EXTRACTED MATERIAL Block Start
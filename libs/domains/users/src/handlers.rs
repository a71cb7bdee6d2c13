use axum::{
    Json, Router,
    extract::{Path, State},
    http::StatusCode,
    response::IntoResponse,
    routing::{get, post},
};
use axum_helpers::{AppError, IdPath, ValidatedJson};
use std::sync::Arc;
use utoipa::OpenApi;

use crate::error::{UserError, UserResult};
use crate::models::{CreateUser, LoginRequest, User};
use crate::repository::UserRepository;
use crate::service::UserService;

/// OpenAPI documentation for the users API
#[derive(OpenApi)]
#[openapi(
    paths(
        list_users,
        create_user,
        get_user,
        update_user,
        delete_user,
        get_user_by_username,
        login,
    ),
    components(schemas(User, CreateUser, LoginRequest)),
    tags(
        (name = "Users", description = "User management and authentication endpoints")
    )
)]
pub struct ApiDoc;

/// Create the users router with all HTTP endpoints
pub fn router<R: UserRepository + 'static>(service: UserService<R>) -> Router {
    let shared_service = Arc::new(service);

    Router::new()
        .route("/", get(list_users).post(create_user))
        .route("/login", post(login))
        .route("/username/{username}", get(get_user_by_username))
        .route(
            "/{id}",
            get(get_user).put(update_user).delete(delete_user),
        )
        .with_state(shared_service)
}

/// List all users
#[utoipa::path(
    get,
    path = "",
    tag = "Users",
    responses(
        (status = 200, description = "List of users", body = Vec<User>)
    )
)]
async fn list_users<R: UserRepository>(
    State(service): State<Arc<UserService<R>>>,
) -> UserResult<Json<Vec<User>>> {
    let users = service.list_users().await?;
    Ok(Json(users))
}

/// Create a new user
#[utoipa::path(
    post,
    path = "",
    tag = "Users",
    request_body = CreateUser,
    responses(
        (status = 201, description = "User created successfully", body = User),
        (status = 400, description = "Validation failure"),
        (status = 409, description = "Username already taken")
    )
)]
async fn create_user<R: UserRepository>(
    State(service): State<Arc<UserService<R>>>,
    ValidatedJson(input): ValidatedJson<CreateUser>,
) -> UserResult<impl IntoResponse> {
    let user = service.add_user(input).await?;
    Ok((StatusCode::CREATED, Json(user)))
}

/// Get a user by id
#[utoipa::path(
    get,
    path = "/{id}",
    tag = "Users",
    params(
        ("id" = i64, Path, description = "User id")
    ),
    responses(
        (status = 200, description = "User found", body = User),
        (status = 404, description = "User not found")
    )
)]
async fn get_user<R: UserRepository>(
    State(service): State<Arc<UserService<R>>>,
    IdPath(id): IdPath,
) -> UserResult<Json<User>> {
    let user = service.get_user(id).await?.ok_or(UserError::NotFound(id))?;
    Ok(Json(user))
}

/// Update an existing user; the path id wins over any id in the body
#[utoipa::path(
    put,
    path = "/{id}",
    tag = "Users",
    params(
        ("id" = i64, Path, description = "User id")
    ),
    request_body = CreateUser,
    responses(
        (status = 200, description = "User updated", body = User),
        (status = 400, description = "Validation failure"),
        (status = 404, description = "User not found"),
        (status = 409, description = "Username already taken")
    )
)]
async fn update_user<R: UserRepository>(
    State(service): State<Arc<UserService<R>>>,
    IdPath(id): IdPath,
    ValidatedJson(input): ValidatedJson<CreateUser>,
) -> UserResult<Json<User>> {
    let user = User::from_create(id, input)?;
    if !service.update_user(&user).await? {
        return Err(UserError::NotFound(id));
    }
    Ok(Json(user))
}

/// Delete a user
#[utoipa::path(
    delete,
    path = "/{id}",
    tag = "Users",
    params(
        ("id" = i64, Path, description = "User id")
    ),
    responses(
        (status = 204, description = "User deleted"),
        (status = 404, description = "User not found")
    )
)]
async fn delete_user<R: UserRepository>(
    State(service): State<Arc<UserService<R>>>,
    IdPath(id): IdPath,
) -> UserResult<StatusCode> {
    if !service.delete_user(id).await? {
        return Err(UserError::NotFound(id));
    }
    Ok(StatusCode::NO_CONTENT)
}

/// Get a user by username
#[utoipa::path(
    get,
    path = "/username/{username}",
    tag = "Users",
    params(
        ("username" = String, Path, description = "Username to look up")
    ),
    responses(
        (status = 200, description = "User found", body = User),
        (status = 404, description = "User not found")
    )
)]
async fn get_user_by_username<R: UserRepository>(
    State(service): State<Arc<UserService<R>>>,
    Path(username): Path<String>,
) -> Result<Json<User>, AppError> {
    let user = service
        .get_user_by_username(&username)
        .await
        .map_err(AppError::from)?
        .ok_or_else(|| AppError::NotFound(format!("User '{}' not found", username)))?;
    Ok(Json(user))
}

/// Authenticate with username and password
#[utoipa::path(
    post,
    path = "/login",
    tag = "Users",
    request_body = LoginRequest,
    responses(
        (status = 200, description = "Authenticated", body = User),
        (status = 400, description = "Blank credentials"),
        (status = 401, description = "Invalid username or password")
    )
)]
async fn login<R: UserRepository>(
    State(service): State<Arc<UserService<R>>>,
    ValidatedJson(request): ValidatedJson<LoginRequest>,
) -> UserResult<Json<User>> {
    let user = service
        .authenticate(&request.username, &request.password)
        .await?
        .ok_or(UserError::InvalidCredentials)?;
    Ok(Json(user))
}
EXTRACTED MATERIAL Block End
### THE TASK
Working from the material above, reproduce it in full and unchanged.

### SOLUTION FOR THIS EXERCISE
filename libs/domains/users/src/handlers.rs
repository a71cb7bdee6d2c13
use axum::{
    Json, Router,
    extract::{Path, State},
    http::StatusCode,
    response::IntoResponse,
    routing::{get, post},
};
use axum_helpers::{AppError, IdPath, ValidatedJson};
use std::sync::Arc;
use utoipa::OpenApi;

use crate::error::{UserError, UserResult};
use crate::models::{CreateUser, LoginRequest, User};
use crate::repository::UserRepository;
use crate::service::UserService;

/// OpenAPI documentation for the users API
#[derive(OpenApi)]
#[openapi(
    paths(
        list_users,
        create_user,
        get_user,
        update_user,
        delete_user,
        get_user_by_username,
        login,
    ),
    components(schemas(User, CreateUser, LoginRequest)),
    tags(
        (name = "Users", description = "User management and authentication endpoints")
    )
)]
pub struct ApiDoc;

/// Create the users router with all HTTP endpoints
pub fn router<R: UserRepository + 'static>(service: UserService<R>) -> Router {
    let shared_service = Arc::new(service);

    Router::new()
        .route("/", get(list_users).post(create_user))
        .route("/login", post(login))
        .route("/username/{username}", get(get_user_by_username))
        .route(
            "/{id}",
            get(get_user).put(update_user).delete(delete_user),
        )
        .with_state(shared_service)
}

/// List all users
#[utoipa::path(
    get,
    path = "",
    tag = "Users",
    responses(
        (status = 200, description = "List of users", body = Vec<User>)
    )
)]
async fn list_users<R: UserRepository>(
    State(service): State<Arc<UserService<R>>>,
) -> UserResult<Json<Vec<User>>> {
    let users = service.list_users().await?;
    Ok(Json(users))
}

/// Create a new user
#[utoipa::path(
    post,
    path = "",
    tag = "Users",
    request_body = CreateUser,
    responses(
        (status = 201, description = "User created successfully", body = User),
        (status = 400, description = "Validation failure"),
        (status = 409, description = "Username already taken")
    )
)]
async fn create_user<R: UserRepository>(
    State(service): State<Arc<UserService<R>>>,
    ValidatedJson(input): ValidatedJson<CreateUser>,
) -> UserResult<impl IntoResponse> {
    let user = service.add_user(input).await?;
    Ok((StatusCode::CREATED, Json(user)))
}

/// Get a user by id
#[utoipa::path(
    get,
    path = "/{id}",
    tag = "Users",
    params(
        ("id" = i64, Path, description = "User id")
    ),
    responses(
        (status = 200, description = "User found", body = User),
        (status = 404, description = "User not found")
    )
)]
async fn get_user<R: UserRepository>(
    State(service): State<Arc<UserService<R>>>,
    IdPath(id): IdPath,
) -> UserResult<Json<User>> {
    let user = service.get_user(id).await?.ok_or(UserError::NotFound(id))?;
    Ok(Json(user))
}

/// Update an existing user; the path id wins over any id in the body
#[utoipa::path(
    put,
    path = "/{id}",
    tag = "Users",
    params(
        ("id" = i64, Path, description = "User id")
    ),
    request_body = CreateUser,
    responses(
        (status = 200, description = "User updated", body = User),
        (status = 400, description = "Validation failure"),
        (status = 404, description = "User not found"),
        (status = 409, description = "Username already taken")
    )
)]
async fn update_user<R: UserRepository>(
    State(service): State<Arc<UserService<R>>>,
    IdPath(id): IdPath,
    ValidatedJson(input): ValidatedJson<CreateUser>,
) -> UserResult<Json<User>> {
    let user = User::from_create(id, input)?;
    if !service.update_user(&user).await? {
        return Err(UserError::NotFound(id));
    }
    Ok(Json(user))
}

/// Delete a user
#[utoipa::path(
    delete,
    path = "/{id}",
    tag = "Users",
    params(
        ("id" = i64, Path, description = "User id")
    ),
    responses(
        (status = 204, description = "User deleted"),
        (status = 404, description = "User not found")
    )
)]
async fn delete_user<R: UserRepository>(
    State(service): State<Arc<UserService<R>>>,
    IdPath(id): IdPath,
) -> UserResult<StatusCode> {
    if !service.delete_user(id).await? {
        return Err(UserError::NotFound(id));
    }
    Ok(StatusCode::NO_CONTENT)
}

/// Get a user by username
#[utoipa::path(
    get,
    path = "/username/{username}",
    tag = "Users",
    params(
        ("username" = String, Path, description = "Username to look up")
    ),
    responses(
        (status = 200, description = "User found", body = User),
        (status = 404, description = "User not found")
    )
)]
async fn get_user_by_username<R: UserRepository>(
    State(service): State<Arc<UserService<R>>>,
    Path(username): Path<String>,
) -> Result<Json<User>, AppError> {
    let user = service
        .get_user_by_username(&username)
        .await
        .map_err(AppError::from)?
        .ok_or_else(|| AppError::NotFound(format!("User '{}' not found", username)))?;
    Ok(Json(user))
}

/// Authenticate with username and password
#[utoipa::path(
    post,
    path = "/login",
    tag = "Users",
    request_body = LoginRequest,
    responses(
        (status = 200, description = "Authenticated", body = User),
        (status = 400, description = "Blank credentials"),
        (status = 401, description = "Invalid username or password")
    )
)]
async fn login<R: UserRepository>(
    State(service): State<Arc<UserService<R>>>,
    ValidatedJson(request): ValidatedJson<LoginRequest>,
) -> UserResult<Json<User>> {
    let user = service
        .authenticate(&request.username, &request.password)
        .await?
        .ok_or(UserError::InvalidCredentials)?;
    Ok(Json(user))
}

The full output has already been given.